What you need to do
Repeat the records below line by line, exactly, finishing on the line that contains "use crate::services::reconcile_service::ReconcileService;".

Exercise materials
use std::collections::{ HashMap, HashSet };
use std::sync::Arc;
use std::time::Duration;

use rand::Rng;
use sea_orm::DatabaseConnection;
use tokio::sync::{ Mutex, Semaphore };
use tokio::task::JoinSet;
use tokio::time::{ interval, Instant, MissedTickBehavior };

use crate::config::Config;
use crate::db::entity::{ product, user };
use crate::db::{ ProductRepository, UserRepository };
use crate::error::{ FetchError, Result };
use crate::services::fetch_service::{ FetchResult, Observation, ProductFetcher };
use crate::services::reconcile_service::ReconcileService;

/// Aggregate numbers for one complete pass over the tracked set.
/// `checked` counts every product the cycle drove through its worker;
/// `failed` and `skipped` are sub-counts of it.
#[derive(Debug, Default, Clone, Copy, PartialEq, Eq)]
pub struct CycleStats {
    pub checked: usize,
    pub changed: usize,
    pub notified: usize,
    pub failed: usize,
    pub skipped: usize,
}

impl CycleStats {
    fn record(&mut self, outcome: &TaskOutcome) {
        self.checked += 1;
        match outcome {
            TaskOutcome::Done { changed, notified } => {
                if *changed {
                    self.changed += 1;
                }
                if *notified {
                    self.notified += 1;
                }
            }
            TaskOutcome::Failed => {
                self.failed += 1;
            }
            TaskOutcome::Skipped => {
                self.skipped += 1;
            }
        }
    }
}

enum TaskOutcome {
    Done {
        changed: bool,
        notified: bool,
    },
    Failed,
    Skipped,
}

/// Drives the tracking pipeline: one cycle per interval over every
/// tracked product, fanned out to a bounded worker pool.
pub struct TrackerScheduler {
    db: DatabaseConnection,
    fetcher: Arc<dyn ProductFetcher>,
    reconciler: Arc<ReconcileService>,
    poll_interval: Duration,
    concurrency: usize,
    fetch_retries: u32,
    retry_backoff: Duration,
    default_dest: i32,
}

impl TrackerScheduler {
    pub fn new(
        db: DatabaseConnection,
        fetcher: Arc<dyn ProductFetcher>,
        reconciler: Arc<ReconcileService>,
        config: &Config
    ) -> Self {
        Self {
            db,
            fetcher,
            reconciler,
            poll_interval: config.poll_interval,
            concurrency: config.fetch_concurrency,
            fetch_retries: config.fetch_retries,
            retry_backoff: config.retry_backoff,
            default_dest: config.default_dest,
        }
    }

    /// Run forever. A cycle that overruns its interval is cut off at the
    /// deadline (in-flight fetches finish, queued ones are skipped) and the
    /// next cycle starts on schedule rather than stacking up.
    pub async fn start(self) {
        let mut ticker = interval(self.poll_interval);
        ticker.set_missed_tick_behavior(MissedTickBehavior::Skip);

        loop {
            ticker.tick().await;

            let deadline = Instant::now() + self.poll_interval;
            match self.run_cycle(deadline).await {
                Ok(stats) => {
                    tracing::info!(
                        "Cycle done: checked={} changed={} notified={} failed={} skipped={}",
                        stats.checked,
                        stats.changed,
                        stats.notified,
                        stats.failed,
                        stats.skipped
                    );
                }
                // Store unreachable: abort this cycle, try again next tick
                Err(e) => {
                    tracing::error!("Tracking cycle aborted: {}", e);
                }
            }
        }
    }

    /// One pass over all tracked products, grouped by destination so
    /// same-region fetches run together.
    pub async fn run_cycle(&self, deadline: Instant) -> Result<CycleStats> {
        let products = ProductRepository::new(self.db.clone()).list_active().await?;
        let users: HashMap<i64, user::Model> = UserRepository::new(self.db.clone())
            .all().await?
            .into_iter()
            .map(|u| (u.id, u))
            .collect();

        tracing::debug!("Starting cycle over {} products", products.len());

        let mut groups: HashMap<i32, Vec<(product::Model, user::Model)>> = HashMap::new();
        for product in products {
            let Some(owner) = users.get(&product.user_id) else {
                tracing::warn!("Product {} has no owner row, skipping", product.id);
                continue;
            };
            let dest = if owner.dest != 0 { owner.dest } else { self.default_dest };
            groups.entry(dest).or_default().push((product, owner.clone()));
        }

        let semaphore = Arc::new(Semaphore::new(self.concurrency));
        // Destinations that hit an anti-bot wall this cycle
        let paused: Arc<Mutex<HashSet<i32>>> = Arc::new(Mutex::new(HashSet::new()));
        let mut tasks: JoinSet<TaskOutcome> = JoinSet::new();

        for (dest, group) in groups {
            for (product, owner) in group {
                let semaphore = semaphore.clone();
                let paused = paused.clone();
                let fetcher = self.fetcher.clone();
                let reconciler = self.reconciler.clone();
                let db = self.db.clone();
                let retries = self.fetch_retries;
                let backoff = self.retry_backoff;

                tasks.spawn(async move {
                    let Ok(_permit) = semaphore.acquire().await else {
                        return TaskOutcome::Skipped;
                    };

                    // Past the deadline: let in-flight work finish but do
                    // not start new fetches.
                    if Instant::now() >= deadline {
                        return TaskOutcome::Skipped;
                    }
                    if paused.lock().await.contains(&dest) {
                        return TaskOutcome::Skipped;
                    }

                    let fetched = fetch_with_retry(
                        fetcher.as_ref(),
                        product.nm_id,
                        dest,
                        product.selected_size.as_deref(),
                        retries,
                        backoff
                    ).await;

                    match fetched {
                        Ok(observation) => {
                            match reconciler.process(&owner, product.id, observation).await {
                                Ok(report) =>
                                    TaskOutcome::Done {
                                        changed: report.changed,
                                        notified: report.notified,
                                    },
                                Err(e) => {
                                    tracing::error!(
                                        "[nm={}] Failed to persist observation: {}",
                                        product.nm_id,
                                        e
                                    );
                                    TaskOutcome::Failed
                                }
                            }
                        }
                        Err(FetchError::Blocked(reason)) => {
                            tracing::warn!(
                                "[nm={}] Blocked ({}), pausing dest {} for this cycle",
                                product.nm_id,
                                reason,
                                dest
                            );
                            paused.lock().await.insert(dest);
                            TaskOutcome::Failed
                        }
                        Err(FetchError::Permanent(reason)) => {
                            tracing::warn!("[nm={}] Permanent failure: {}", product.nm_id, reason);
                            if
                                let Err(e) = ProductRepository::new(db)
                                    .bump_fail_count(product.id).await
                            {
                                tracing::error!(
                                    "[nm={}] Failed to record failure: {}",
                                    product.nm_id,
                                    e
                                );
                            }
                            TaskOutcome::Failed
                        }
                        Err(FetchError::Transient(reason)) => {
                            tracing::info!(
                                "[nm={}] Still failing after retries: {}",
                                product.nm_id,
                                reason
                            );
                            TaskOutcome::Failed
                        }
                    }
                });
            }
        }

        let mut stats = CycleStats::default();
        while let Some(joined) = tasks.join_next().await {
            match joined {
                Ok(outcome) => stats.record(&outcome),
                Err(e) => {
                    tracing::error!("Worker task panicked: {}", e);
                    stats.record(&TaskOutcome::Failed);
                }
            }
        }

        Ok(stats)
    }
}

/// Fetch with a bounded number of immediate retries on transient errors,
/// exponential backoff with jitter in between. Blocked and permanent
/// failures are returned as-is; the next scheduled cycle is their retry.
pub async fn fetch_with_retry(
    fetcher: &dyn ProductFetcher,
    nm_id: i64,
    dest: i32,
    selected_size: Option<&str>,
    retries: u32,
    backoff: Duration
) -> FetchResult<Observation> {
    let mut attempt = 0;
    loop {
        match fetcher.fetch(nm_id, dest, selected_size).await {
            Err(FetchError::Transient(reason)) if attempt < retries => {
                let jitter_ms = rand::rng().random_range(0..=(backoff.as_millis() as u64) / 2);
                let sleep = backoff * 2u32.pow(attempt) + Duration::from_millis(jitter_ms);
                tracing::warn!(
                    "[nm={}] Transient fetch error ({}), retry in {:?}",
                    nm_id,
                    reason,
                    sleep
                );
                tokio::time::sleep(sleep).await;
                attempt += 1;
            }
            other => {
                return other;
            }
        }
    }
}

#[cfg(test)]
mod tests {
    use super::*;
    use async_trait::async_trait;
    use chrono::Utc;
    use std::sync::atomic::{ AtomicU32, Ordering };

    /// Fails with the scripted errors, then succeeds.
    struct ScriptedFetcher {
        failures: Vec<FetchError>,
        calls: AtomicU32,
    }

    impl ScriptedFetcher {
        fn new(failures: Vec<FetchError>) -> Self {
            Self { failures, calls: AtomicU32::new(0) }
        }

        fn call_count(&self) -> u32 {
            self.calls.load(Ordering::SeqCst)
        }
    }

    #[async_trait]
    impl ProductFetcher for ScriptedFetcher {
        async fn fetch(
            &self,
            _nm_id: i64,
            _dest: i32,
            _selected_size: Option<&str>
        ) -> FetchResult<Observation> {
            let call = self.calls.fetch_add(1, Ordering::SeqCst) as usize;
            match self.failures.get(call) {
                Some(e) => Err(e.clone()),
                None =>
                    Ok(Observation {
                        basic_price: 1500,
                        product_price: 1000,
                        qty: 3,
                        name: "Чайник".to_string(),
                        fetched_at: Utc::now(),
                    }),
            }
        }
    }

    #[tokio::test]
    async fn two_transient_failures_then_success() {
        let fetcher = ScriptedFetcher::new(
            vec![
                FetchError::Transient("timeout".into()),
                FetchError::Transient("reset".into())
            ]
        );

        let result = fetch_with_retry(&fetcher, 42, -1257786, None, 2, Duration::from_millis(1)).await;

        assert!(result.is_ok());
        assert_eq!(fetcher.call_count(), 3);
    }

    #[tokio::test]
    async fn transient_failures_exhaust_retry_budget() {
        let fetcher = ScriptedFetcher::new(
            vec![
                FetchError::Transient("1".into()),
                FetchError::Transient("2".into()),
                FetchError::Transient("3".into())
            ]
        );

        let result = fetch_with_retry(&fetcher, 42, -1257786, None, 2, Duration::from_millis(1)).await;

        assert!(matches!(result, Err(FetchError::Transient(_))));
        assert_eq!(fetcher.call_count(), 3);
    }

    #[tokio::test]
    async fn blocked_is_never_retried() {
        let fetcher = ScriptedFetcher::new(vec![FetchError::Blocked("HTTP 429".into())]);

        let result = fetch_with_retry(&fetcher, 42, -1257786, None, 2, Duration::from_millis(1)).await;

        assert!(matches!(result, Err(FetchError::Blocked(_))));
        assert_eq!(fetcher.call_count(), 1);
    }

    #[test]
    fn cycle_stats_count_every_driven_product() {
        let mut stats = CycleStats::default();
        stats.record(&(TaskOutcome::Done { changed: true, notified: true }));
        stats.record(&(TaskOutcome::Done { changed: false, notified: false }));
        stats.record(&TaskOutcome::Failed);
        stats.record(&TaskOutcome::Skipped);

        assert_eq!(stats.checked, 4);
        assert_eq!(stats.changed, 1);
        assert_eq!(stats.notified, 1);
        assert_eq!(stats.failed, 1);
        assert_eq!(stats.skipped, 1);
    }

    #[tokio::test]
    async fn permanent_is_never_retried() {
        let fetcher = ScriptedFetcher::new(vec![FetchError::Permanent("HTTP 404".into())]);

        let result = fetch_with_retry(&fetcher, 42, -1257786, None, 2, Duration::from_millis(1)).await;

        assert!(matches!(result, Err(FetchError::Permanent(_))));
        assert_eq!(fetcher.call_count(), 1);
    }
}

Result of this task
use std::collections::{ HashMap, HashSet };
use std::sync::Arc;
use std::time::Duration;

use rand::Rng;
use sea_orm::DatabaseConnection;
use tokio::sync::{ Mutex, Semaphore };
use tokio::task::JoinSet;
use tokio::time::{ interval, Instant, MissedTickBehavior };

use crate::config::Config;
use crate::db::entity::{ product, user };
use crate::db::{ ProductRepository, UserRepository };
use crate::error::{ FetchError, Result };
use crate::services::fetch_service::{ FetchResult, Observation, ProductFetcher };
use crate::services::reconcile_service::ReconcileService;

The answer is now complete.